Some of the best tunes on here utilise a guitar-strumming groove that calls to mind Justin Timberlake’s Like I Love You, particularly the irresistibly funky Blow Your Mind, while the ’80s resurgence continues apace with the pristine synth chords and poetic lyrics of Whispers In The Dark (“you broke me / don’t trust nobody when they’re lonely / I swear your kiss is laced with Codeine / I should’ve listened when they told me”).
With About Last Night we hear multiple approximations, as disco sounds are filtered first through early 2000s Kylie Minogue, then Dua Lipa, then MONSTA X themselves, and Secrets makes dynamic pop perfection from the most novel production on the record.
One of the biggest issues with The Dreaming is inherent in much modern pop – short runtimes.
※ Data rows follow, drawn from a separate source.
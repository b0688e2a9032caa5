//! Channel voice messages and their wire encoding.

/// Centre of the 14-bit pitch-bend range.
pub const PITCH_BEND_CENTER: u16 = 0x2000;

/// A channel voice message. Channels are 0–15; data bytes are masked to
/// 7 bits on encode.
#[derive(Clone, Copy, Debug, PartialEq, Eq)]
pub enum MidiMessage {
    NoteOn        { channel: u8, note: u8, velocity: u8 },
    NoteOff       { channel: u8, note: u8 },
    ControlChange { channel: u8, controller: u8, value: u8 },
    ProgramChange { channel: u8, program: u8 },
    /// 14-bit value, `PITCH_BEND_CENTER` is no bend.
    PitchBend     { channel: u8, value: u16 },
}

impl MidiMessage {
    pub fn channel(&self) -> u8 {
        match *self {
            MidiMessage::NoteOn { channel, .. }
            | MidiMessage::NoteOff { channel, .. }
            | MidiMessage::ControlChange { channel, .. }
            | MidiMessage::ProgramChange { channel, .. }
            | MidiMessage::PitchBend { channel, .. } => channel & 0x0F,
        }
    }

    /// Append the wire bytes (status + data) to `buf`.
    pub fn encode(&self, buf: &mut Vec<u8>) {
        let ch = self.channel();
        match *self {
            MidiMessage::NoteOn { note, velocity, .. } => {
                buf.extend_from_slice(&[0x90 | ch, note & 0x7F, velocity & 0x7F]);
            }
            MidiMessage::NoteOff { note, .. } => {
                buf.extend_from_slice(&[0x80 | ch, note & 0x7F, 0x00]);
            }
            MidiMessage::ControlChange { controller, value, .. } => {
                buf.extend_from_slice(&[0xB0 | ch, controller & 0x7F, value & 0x7F]);
            }
            MidiMessage::ProgramChange { program, .. } => {
                buf.extend_from_slice(&[0xC0 | ch, program & 0x7F]);
            }
            MidiMessage::PitchBend { value, .. } => {
                let v = value.min(0x3FFF);
                buf.extend_from_slice(&[0xE0 | ch, (v & 0x7F) as u8, (v >> 7) as u8]);
            }
        }
    }

    pub fn to_bytes(&self) -> Vec<u8> {
        let mut buf = Vec::with_capacity(3);
        self.encode(&mut buf);
        buf
    }
}

/// Map `[0, 1]` onto a 7-bit controller value.
pub fn unit_to_cc(x: f32) -> u8 {
    (x.clamp(0.0, 1.0) * 127.0).round() as u8
}

/// Map `[-1, 1]` onto the 14-bit pitch-bend range.
pub fn bipolar_to_bend(x: f32) -> u16 {
    let v = PITCH_BEND_CENTER as f32 + x.clamp(-1.0, 1.0) * 8191.0;
    (v.round() as u16).min(0x3FFF)
}

#[cfg(test)]
mod tests {
    use super::*;
    use pretty_assertions::assert_eq;

    #[test]
    fn note_on_bytes() {
        let m = MidiMessage::NoteOn { channel: 9, note: 36, velocity: 100 };
        assert_eq!(m.to_bytes(), vec![0x99, 36, 100]);
    }

    #[test]
    fn control_change_masks_data() {
        let m = MidiMessage::ControlChange { channel: 0x12, controller: 74, value: 0xFF };
        assert_eq!(m.to_bytes(), vec![0xB2, 74, 0x7F]);
    }

    #[test]
    fn pitch_bend_is_lsb_first() {
        let m = MidiMessage::PitchBend { channel: 1, value: PITCH_BEND_CENTER };
        assert_eq!(m.to_bytes(), vec![0xE1, 0x00, 0x40]);
        let top = MidiMessage::PitchBend { channel: 1, value: 0x3FFF };
        assert_eq!(top.to_bytes(), vec![0xE1, 0x7F, 0x7F]);
    }

    #[test]
    fn scalings() {
        assert_eq!(unit_to_cc(0.0), 0);
        assert_eq!(unit_to_cc(1.0), 127);
        assert_eq!(unit_to_cc(3.0), 127);
        assert_eq!(bipolar_to_bend(0.0), PITCH_BEND_CENTER);
        assert_eq!(bipolar_to_bend(-1.0), 1);
        assert_eq!(bipolar_to_bend(1.0), 0x3FFF);
    }
}
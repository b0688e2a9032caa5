//! Backend-neutral drawing commands. The simulation emits these and the
//! window rasterizes them.

use glam::Vec2;

/// Fill of a shape. Colors are packed `0x00RRGGBB`.
#[derive(Clone, Copy, Debug, PartialEq)]
pub enum Paint {
    Solid(u32),
    Linear { from: u32, to: u32, start: Vec2, end: Vec2 },
    Radial { center: Vec2, radius: f32, inner: u32, outer: u32 },
}

impl Paint {
    /// Color of the paint at `p`, with the gradient parameter clamped.
    pub fn color_at(&self, p: Vec2) -> u32 {
        match *self {
            Paint::Solid(c) => c,
            Paint::Linear { from, to, start, end } => {
                let axis = end - start;
                let len2 = axis.length_squared();
                let t = if len2 <= f32::EPSILON { 0.0 } else { (p - start).dot(axis) / len2 };
                lerp_color(from, to, t)
            }
            Paint::Radial { center, radius, inner, outer } => {
                let t = if radius <= f32::EPSILON { 1.0 } else { p.distance(center) / radius };
                lerp_color(inner, outer, t)
            }
        }
    }
}

#[derive(Clone, Copy, Debug, PartialEq)]
pub enum PathSeg {
    MoveTo(Vec2),
    LineTo(Vec2),
    QuadTo { ctrl: Vec2, to: Vec2 },
}

#[derive(Clone, Debug, PartialEq)]
pub enum DrawCmd {
    Clear(u32),
    /// Blend the whole previous frame toward `color` by `alpha`.
    Fade { color: u32, alpha: f32 },
    /// Filled disc.
    Circle { center: Vec2, radius: f32, paint: Paint, alpha: f32 },
    /// Stroked arc, angles in radians, clockwise in screen space.
    Arc { center: Vec2, radius: f32, start_angle: f32, end_angle: f32, width: f32, color: u32, alpha: f32 },
    /// Stroked polyline/curve.
    Path { segs: Vec<PathSeg>, width: f32, paint: Paint, alpha: f32 },
    /// Top-left anchored text in the bitmap font; `scale` multiplies the
    /// 3×5 glyph cell.
    Text { pos: Vec2, text: String, color: u32, alpha: f32, scale: u32 },
    /// Full-screen additive wash.
    Flash { color: u32, alpha: f32 },
}

impl DrawCmd {
    pub fn alpha(&self) -> f32 {
        match self {
            DrawCmd::Clear(_) => 1.0,
            DrawCmd::Fade { alpha, .. }
            | DrawCmd::Circle { alpha, .. }
            | DrawCmd::Arc { alpha, .. }
            | DrawCmd::Path { alpha, .. }
            | DrawCmd::Text { alpha, .. }
            | DrawCmd::Flash { alpha, .. } => *alpha,
        }
    }
}

/// Ordered commands for one frame, painter's algorithm.
#[derive(Clone, Debug, Default, PartialEq)]
pub struct DrawList {
    cmds: Vec<DrawCmd>,
}

impl DrawList {
    pub fn new() -> Self { DrawList::default() }

    /// Invisible commands are dropped here.
    pub fn push(&mut self, cmd: DrawCmd) {
        if cmd.alpha() > 0.0 {
            self.cmds.push(cmd);
        }
    }

    pub fn circle(&mut self, center: Vec2, radius: f32, color: u32, alpha: f32) {
        if radius > 0.0 {
            self.push(DrawCmd::Circle { center, radius, paint: Paint::Solid(color), alpha });
        }
    }

    /// Soft disc fading from `color` at the centre to black at the rim.
    pub fn glow(&mut self, center: Vec2, radius: f32, color: u32, alpha: f32) {
        if radius > 0.0 {
            let paint = Paint::Radial { center, radius, inner: color, outer: 0x000000 };
            self.push(DrawCmd::Circle { center, radius, paint, alpha });
        }
    }

    pub fn line(&mut self, a: Vec2, b: Vec2, width: f32, paint: Paint, alpha: f32) {
        self.push(DrawCmd::Path { segs: vec![PathSeg::MoveTo(a), PathSeg::LineTo(b)], width, paint, alpha });
    }

    /// Smooth curve through `points` using midpoint quadratics.
    pub fn smooth_path(&mut self, points: &[Vec2], width: f32, paint: Paint, alpha: f32) {
        if points.len() < 2 {
            return;
        }
        let mut segs = vec![PathSeg::MoveTo(points[0])];
        for w in points.windows(2).skip(1) {
            segs.push(PathSeg::QuadTo { ctrl: w[0], to: (w[0] + w[1]) * 0.5 });
        }
        if let Some(&last) = points.last() {
            segs.push(PathSeg::LineTo(last));
        }
        self.push(DrawCmd::Path { segs, width, paint, alpha });
    }

    pub fn text(&mut self, pos: Vec2, text: &str, color: u32, alpha: f32, scale: u32) {
        self.push(DrawCmd::Text { pos, text: text.to_string(), color, alpha, scale: scale.max(1) });
    }

    pub fn len(&self) -> usize { self.cmds.len() }
    pub fn is_empty(&self) -> bool { self.cmds.is_empty() }
    pub fn as_slice(&self) -> &[DrawCmd] { &self.cmds }
    pub fn into_vec(self) -> Vec<DrawCmd> { self.cmds }

    pub fn extend(&mut self, other: DrawList) {
        self.cmds.extend(other.cmds);
    }
}

// ── color helpers ──────────────────────────────────────────────────────────

/// Linear blend of two packed colors, `t` clamped to `[0, 1]`.
pub fn lerp_color(a: u32, b: u32, t: f32) -> u32 {
    let t = t.clamp(0.0, 1.0);
    let ch = |shift: u32| {
        let ca = ((a >> shift) & 0xFF) as f32;
        let cb = ((b >> shift) & 0xFF) as f32;
        ((ca + (cb - ca) * t).round() as u32) << shift
    };
    ch(16) | ch(8) | ch(0)
}

/// Scale brightness, `k` clamped to `[0, 1]`.
pub fn dim(color: u32, k: f32) -> u32 {
    lerp_color(0x000000, color, k)
}

#[cfg(test)]
mod tests {
    use super::*;
    use pretty_assertions::assert_eq;

    #[test]
    fn color_lerp_endpoints() {
        assert_eq!(lerp_color(0x000000, 0xFFFFFF, 0.0), 0x000000);
        assert_eq!(lerp_color(0x000000, 0xFFFFFF, 1.0), 0xFFFFFF);
        assert_eq!(lerp_color(0x000000, 0x0000FF, 0.5), 0x000080);
        assert_eq!(dim(0x204060, 2.0), 0x204060);
    }

    #[test]
    fn gradients_sample_along_their_axis() {
        let lin = Paint::Linear { from: 0x000000, to: 0xFF0000, start: Vec2::ZERO, end: Vec2::new(10.0, 0.0) };
        assert_eq!(lin.color_at(Vec2::new(-5.0, 3.0)), 0x000000);
        assert_eq!(lin.color_at(Vec2::new(10.0, 7.0)), 0xFF0000);
        let rad = Paint::Radial { center: Vec2::ZERO, radius: 4.0, inner: 0xFFFFFF, outer: 0x000000 };
        assert_eq!(rad.color_at(Vec2::ZERO), 0xFFFFFF);
        assert_eq!(rad.color_at(Vec2::new(0.0, 9.0)), 0x000000);
    }

    #[test]
    fn invisible_commands_are_dropped() {
        let mut list = DrawList::new();
        list.circle(Vec2::ZERO, 5.0, 0xFFFFFF, 0.0);
        list.circle(Vec2::ZERO, 0.0, 0xFFFFFF, 1.0);
        list.text(Vec2::ZERO, "", 0xFFFFFF, 0.0, 1);
        assert!(list.is_empty());
        list.circle(Vec2::ZERO, 5.0, 0xFFFFFF, 0.5);
        assert_eq!(list.len(), 1);
    }

    #[test]
    fn smooth_path_shape() {
        let mut list = DrawList::new();
        let pts = [Vec2::new(0.0, 0.0), Vec2::new(10.0, 0.0), Vec2::new(20.0, 10.0)];
        list.smooth_path(&pts, 2.0, Paint::Solid(0xFFFFFF), 1.0);
        match &list.as_slice()[0] {
            DrawCmd::Path { segs, .. } => assert_eq!(segs, &vec![
                PathSeg::MoveTo(Vec2::new(0.0, 0.0)),
                PathSeg::QuadTo { ctrl: Vec2::new(10.0, 0.0), to: Vec2::new(15.0, 5.0) },
                PathSeg::LineTo(Vec2::new(20.0, 10.0)),
            ]),
            other => panic!("expected a path, got {:?}", other),
        }
    }
}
These days two verses are as frequent as three, with hooks often truncated unceremoniously to keep the overall length under two and a half minutes, and it too often makes the record feel rushed and unsatisfying. It might sound odd to say, as pop songs started out much closer to this length than the four- to five-minute songs of the ’90s, but this transition needs much more structural finesse to be a welcome trend.
MONSTA X, formed through a reality TV programme, display versatility, emotion and style on their second English-language album. If their third is a tad more ambitious they’ll really be onto a winner.